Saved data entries
*-*-*
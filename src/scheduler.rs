use crate::{
    lock, models::WireEntry, CircuitBreaker, Error, TelemetryQueue, Transport,
};
use std::{
    sync::{
        atomic::{AtomicBool, Ordering},
        Arc, Mutex,
    },
    time::Duration,
};
use tokio::{
    runtime::Handle,
    sync::oneshot,
    task::{self, JoinHandle},
    time::{self, Instant, MissedTickBehavior},
};
use tracing::{debug, warn};

/// What a call to [`BatchScheduler::process_batch`] did.
#[derive(Debug, Clone, Copy, PartialEq, Eq)]
pub enum BatchOutcome {
    /// The circuit breaker is open; nothing was sent.
    CircuitOpen,
    /// The queue is empty; nothing was sent.
    Empty,
    /// Another batch is still being sent; nothing was sent.
    InFlight,
    /// This many entries were accepted and removed from the queue.
    Sent(usize),
    /// Sending this many entries failed; they stay queued.
    Failed(usize),
}

/// Takes batches from the queue and hands them to the transport.
#[derive(Debug)]
pub struct BatchScheduler {
    queue: Arc<Mutex<TelemetryQueue>>,
    breaker: Arc<Mutex<CircuitBreaker>>,
    transport: Arc<dyn Transport>,
    batch_size: usize,
    default_user_agent: String,
    in_flight: AtomicBool,
}

impl BatchScheduler {
    /// Create a scheduler sending at most `batch_size` entries at a time.
    pub fn new(
        queue: Arc<Mutex<TelemetryQueue>>,
        breaker: Arc<Mutex<CircuitBreaker>>,
        transport: Arc<dyn Transport>,
        batch_size: usize,
        default_user_agent: impl Into<String>,
    ) -> Self {
        BatchScheduler {
            queue,
            breaker,
            transport,
            batch_size: batch_size.max(1),
            default_user_agent: default_user_agent.into(),
            in_flight: AtomicBool::new(false),
        }
    }

    /// Send the head of the queue, if the breaker allows it.
    ///
    /// On success exactly the sent entries are removed, however many were appended meanwhile. On
    /// failure the queue is left untouched and the breaker is told. Only one batch is in flight
    /// at a time; overlapping calls return [`BatchOutcome::InFlight`].
    pub async fn process_batch(&self) -> BatchOutcome {
        if self.in_flight.swap(true, Ordering::AcqRel) {
            return BatchOutcome::InFlight;
        }
        let _in_flight = InFlightGuard(&self.in_flight);

        if lock(&self.breaker).is_open() {
            return BatchOutcome::CircuitOpen;
        }
        let batch = lock(&self.queue).take_front(self.batch_size);
        if batch.is_empty() {
            return BatchOutcome::Empty;
        }

        let count = batch.len();
        let wire: Vec<WireEntry> = batch
            .iter()
            .map(|entry| WireEntry::from_entry(entry, &self.default_user_agent))
            .collect();

        debug!(batch_size = count, "sending telemetry batch");
        match self.transport.send(&wire).await {
            Ok(()) => {
                // Persisting the shortened queue may block on the store.
                let queue = Arc::clone(&self.queue);
                let pending = task::spawn_blocking(move || {
                    let mut queue = lock(&queue);
                    queue.remove_front(count);
                    queue.len()
                })
                .await
                .unwrap_or_else(|err| {
                    warn!(error = %err, "removing sent telemetry batch failed");
                    lock(&self.queue).len()
                });
                lock(&self.breaker).on_success();
                debug!(batch_size = count, pending, "telemetry batch accepted");
                BatchOutcome::Sent(count)
            }
            Err(err) => {
                lock(&self.breaker).on_failure();
                debug!(batch_size = count, error = %err, "telemetry batch failed");
                BatchOutcome::Failed(count)
            }
        }
    }

    /// Run [`process_batch`](Self::process_batch) every `tick_interval` on the current Tokio
    /// runtime until the returned handle is shut down or dropped.
    pub(crate) fn spawn(self: Arc<Self>, tick_interval: Duration) -> Result<Ticker, Error> {
        let runtime = Handle::try_current().map_err(Error::Runtime)?;
        let (stop_sender, mut stop_receiver) = oneshot::channel::<()>();
        let task = runtime.spawn(async move {
            let mut interval = time::interval_at(Instant::now() + tick_interval, tick_interval);
            interval.set_missed_tick_behavior(MissedTickBehavior::Delay);
            loop {
                tokio::select! {
                    biased;
                    _ = &mut stop_receiver => break,
                    _ = interval.tick() => {
                        self.process_batch().await;
                    }
                }
            }
            debug!("telemetry scheduler stopped");
        });
        Ok(Ticker {
            stop: Some(stop_sender),
            task: Some(task),
        })
    }
}

struct InFlightGuard<'a>(&'a AtomicBool);

impl Drop for InFlightGuard<'_> {
    fn drop(&mut self) {
        self.0.store(false, Ordering::Release);
    }
}

/// Handle to the recurring tick task.
#[derive(Debug)]
pub(crate) struct Ticker {
    stop: Option<oneshot::Sender<()>>,
    task: Option<JoinHandle<()>>,
}

impl Ticker {
    /// Stop ticking. A batch that is currently being sent finishes first.
    pub(crate) async fn shutdown(mut self) {
        if let Some(stop) = self.stop.take() {
            let _ = stop.send(());
        }
        if let Some(task) = self.task.take() {
            if let Err(err) = task.await {
                warn!(error = %err, "telemetry scheduler task failed");
            }
        }
    }
}

impl Drop for Ticker {
    fn drop(&mut self) {
        if let Some(stop) = self.stop.take() {
            let _ = stop.send(());
        }
    }
}

#[cfg(test)]
mod tests {
    use super::*;
    use crate::{
        fallback::testing::RecordingFallback,
        models::{SeverityLevel, TelemetryEntry},
        CircuitState, ManualClock, MemoryStore,
    };
    use async_trait::async_trait;
    use std::collections::VecDeque;
    use tokio::sync::Notify;

    #[derive(Debug, Default)]
    struct ScriptedTransport {
        results: Mutex<VecDeque<bool>>,
        sent: Mutex<Vec<Vec<String>>>,
    }

    impl ScriptedTransport {
        fn push(&self, ok: bool) {
            self.results.lock().unwrap().push_back(ok);
        }

        fn sent(&self) -> Vec<Vec<String>> {
            self.sent.lock().unwrap().clone()
        }
    }

    #[async_trait]
    impl Transport for ScriptedTransport {
        async fn send(&self, batch: &[WireEntry]) -> Result<(), Error> {
            self.sent
                .lock()
                .unwrap()
                .push(batch.iter().map(|e| e.message.clone()).collect());
            match self.results.lock().unwrap().pop_front() {
                Some(false) => Err(Error::Upload("503: Retry possible".into())),
                _ => Ok(()),
            }
        }
    }

    struct Setup {
        queue: Arc<Mutex<TelemetryQueue>>,
        breaker: Arc<Mutex<CircuitBreaker>>,
        transport: Arc<ScriptedTransport>,
        scheduler: BatchScheduler,
    }

    fn setup(batch_size: usize, threshold: u32) -> Setup {
        let clock = Arc::new(ManualClock::new("2024-03-01T00:00:00Z".parse().unwrap()));
        let queue = Arc::new(Mutex::new(TelemetryQueue::load(
            Arc::new(MemoryStore::new()),
            "q",
            None,
            Arc::new(RecordingFallback::default()),
        )));
        let breaker = Arc::new(Mutex::new(CircuitBreaker::new(
            threshold,
            Duration::from_secs(60),
            clock,
        )));
        let transport = Arc::new(ScriptedTransport::default());
        let scheduler = BatchScheduler::new(
            queue.clone(),
            breaker.clone(),
            transport.clone(),
            batch_size,
            "agent/1.0",
        );
        Setup {
            queue,
            breaker,
            transport,
            scheduler,
        }
    }

    fn enqueue(queue: &Mutex<TelemetryQueue>, messages: &[&str]) {
        let mut queue = queue.lock().unwrap();
        for message in messages {
            queue.append(TelemetryEntry::new(
                SeverityLevel::Error,
                *message,
                "2024-03-01T00:00:00Z",
            ));
        }
    }

    fn queued(queue: &Mutex<TelemetryQueue>) -> Vec<String> {
        queue
            .lock()
            .unwrap()
            .iter()
            .map(|e| e.message.clone())
            .collect()
    }

    #[tokio::test]
    async fn failed_send_keeps_batch_then_success_removes_it() {
        let s = setup(2, 5);
        enqueue(&s.queue, &["A", "B", "C"]);

        s.transport.push(false);
        assert_eq!(BatchOutcome::Failed(2), s.scheduler.process_batch().await);
        assert_eq!(vec!["A", "B", "C"], queued(&s.queue));
        assert_eq!(1, s.breaker.lock().unwrap().consecutive_failures());

        s.transport.push(true);
        assert_eq!(BatchOutcome::Sent(2), s.scheduler.process_batch().await);
        assert_eq!(vec!["C"], queued(&s.queue));
        assert_eq!(0, s.breaker.lock().unwrap().consecutive_failures());

        assert_eq!(
            vec![vec!["A", "B"], vec!["A", "B"]],
            s.transport.sent()
        );
    }

    #[tokio::test]
    async fn empty_queue_sends_nothing() {
        let s = setup(2, 5);
        assert_eq!(BatchOutcome::Empty, s.scheduler.process_batch().await);
        assert!(s.transport.sent().is_empty());
    }

    #[tokio::test]
    async fn open_breaker_skips_send() {
        let s = setup(2, 1);
        enqueue(&s.queue, &["A"]);
        s.transport.push(false);
        assert_eq!(BatchOutcome::Failed(1), s.scheduler.process_batch().await);
        assert_eq!(CircuitState::Open, s.breaker.lock().unwrap().state());

        assert_eq!(BatchOutcome::CircuitOpen, s.scheduler.process_batch().await);
        assert_eq!(1, s.transport.sent().len());
        assert_eq!(vec!["A"], queued(&s.queue));
    }

    #[derive(Debug, Default)]
    struct GatedTransport {
        started: Notify,
        release: Notify,
    }

    #[async_trait]
    impl Transport for GatedTransport {
        async fn send(&self, _batch: &[WireEntry]) -> Result<(), Error> {
            self.started.notify_one();
            self.release.notified().await;
            Ok(())
        }
    }

    #[tokio::test]
    async fn overlapping_calls_remove_only_captured_prefix() {
        let s = setup(2, 5);
        let transport = Arc::new(GatedTransport::default());
        let scheduler = Arc::new(BatchScheduler::new(
            s.queue.clone(),
            s.breaker.clone(),
            transport.clone(),
            2,
            "agent/1.0",
        ));
        enqueue(&s.queue, &["A", "B"]);

        let first = tokio::spawn({
            let scheduler = scheduler.clone();
            async move { scheduler.process_batch().await }
        });
        transport.started.notified().await;

        enqueue(&s.queue, &["C", "D"]);
        assert_eq!(BatchOutcome::InFlight, scheduler.process_batch().await);

        transport.release.notify_one();
        assert_eq!(BatchOutcome::Sent(2), first.await.unwrap());
        assert_eq!(vec!["C", "D"], queued(&s.queue));
    }

    #[derive(Debug)]
    struct BlockingStore {
        armed: AtomicBool,
        release: Mutex<std::sync::mpsc::Receiver<()>>,
        timed_out: AtomicBool,
    }

    impl crate::Store for BlockingStore {
        fn load(&self, _key: &str) -> Result<Option<String>, Error> {
            Ok(None)
        }

        fn save(&self, _key: &str, _value: &str) -> Result<(), Error> {
            if self.armed.load(Ordering::SeqCst) {
                let release = self.release.lock().unwrap();
                if release.recv_timeout(Duration::from_secs(2)).is_err() {
                    self.timed_out.store(true, Ordering::SeqCst);
                }
            }
            Ok(())
        }
    }

    #[tokio::test]
    async fn slow_store_does_not_block_the_runtime() {
        let (release, receiver) = std::sync::mpsc::channel();
        let store = Arc::new(BlockingStore {
            armed: AtomicBool::new(false),
            release: Mutex::new(receiver),
            timed_out: AtomicBool::new(false),
        });
        let s = setup(2, 5);
        let queue = Arc::new(Mutex::new(TelemetryQueue::load(
            store.clone(),
            "q",
            None,
            Arc::new(RecordingFallback::default()),
        )));
        enqueue(&queue, &["A"]);
        let scheduler = BatchScheduler::new(
            queue.clone(),
            s.breaker.clone(),
            s.transport.clone(),
            2,
            "agent/1.0",
        );

        store.armed.store(true, Ordering::SeqCst);
        // On this single-threaded runtime the release only gets sent if the store write runs
        // off the runtime thread.
        let (outcome, _) = tokio::join!(scheduler.process_batch(), async {
            release.send(()).unwrap();
        });

        assert_eq!(BatchOutcome::Sent(1), outcome);
        assert!(!store.timed_out.load(Ordering::SeqCst));
        assert!(queued(&queue).is_empty());
    }

    #[tokio::test(start_paused = true)]
    async fn ticker_sends_on_interval_until_shutdown() {
        let s = setup(10, 5);
        let scheduler = Arc::new(s.scheduler);
        enqueue(&s.queue, &["A"]);

        let ticker = scheduler.clone().spawn(Duration::from_secs(5)).unwrap();
        time::sleep(Duration::from_millis(4900)).await;
        assert!(s.transport.sent().is_empty());
        time::sleep(Duration::from_millis(200)).await;
        assert_eq!(vec![vec!["A".to_string()]], s.transport.sent());

        ticker.shutdown().await;
        enqueue(&s.queue, &["B"]);
        time::sleep(Duration::from_secs(30)).await;
        assert_eq!(1, s.transport.sent().len());
        assert_eq!(vec!["B"], queued(&s.queue));
    }
}
pub mod extract;
pub mod form;

use axum::http::Method;
use indoc::formatdoc;

pub use self::{extract::PageError, form::FormFields};
use crate::{config::PageCopy, html::Escaped};

/// Name of the form field echoed back on submission
pub const NAME_FIELD: &str = "name";

/// Everything the page needs to know about one request
#[derive(Debug, Clone, PartialEq, Eq)]
pub struct PageRequest {
    pub method: Method,

    /// Request path without the query string, as sent by the client
    pub path: String,

    /// Decoded form body; always empty unless the method is `POST`
    pub form: FormFields,
}

impl PageRequest {
    #[must_use]
    pub fn new(method: Method, path: impl Into<String>, body: &[u8]) -> Self {
        let form = if method == Method::POST {
            FormFields::parse(body)
        } else {
            FormFields::default()
        };

        Self {
            method,
            path: path.into(),
            form,
        }
    }

    /// The submitted name for a `POST`, empty when the field is absent
    #[must_use]
    pub fn submitted_name(&self) -> Option<&str> {
        (self.method == Method::POST).then(|| self.form.get(NAME_FIELD).unwrap_or_default())
    }
}

/// Render the full HTML document for `request`
///
/// The form always posts back to the requested path. A `POST` adds a greeting
/// paragraph below the form.
#[must_use]
pub fn render(request: &PageRequest, copy: &PageCopy) -> String {
    let greeting = request
        .submitted_name()
        .map(|name| format!("  <p>Hello, {}!</p>\n", Escaped(name)))
        .unwrap_or_default();

    formatdoc! {r#"
        <!DOCTYPE html>
        <html lang="en">
        <head>
          <meta charset="UTF-8">
          <meta name="viewport" content="width=device-width, initial-scale=1.0">
          <title>{title}</title>
        </head>
        <body>
          <h1>{heading}</h1>
          <form method="post" action="{action}">
            <label for="{field}">{prompt}</label>
            <input type="text" id="{field}" name="{field}" required>
            <button type="submit">{submit}</button>
          </form>
        {greeting}</body>
        </html>
        "#,
        title = Escaped(&copy.title),
        heading = Escaped(&copy.heading),
        action = Escaped(&request.path),
        field = NAME_FIELD,
        prompt = Escaped(&copy.prompt),
        submit = Escaped(&copy.submit),
    }
}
*-*-*
What to work on
Each line in the entries above that includes the word "extract" counts once; state the total and nothing else.

Answer section
2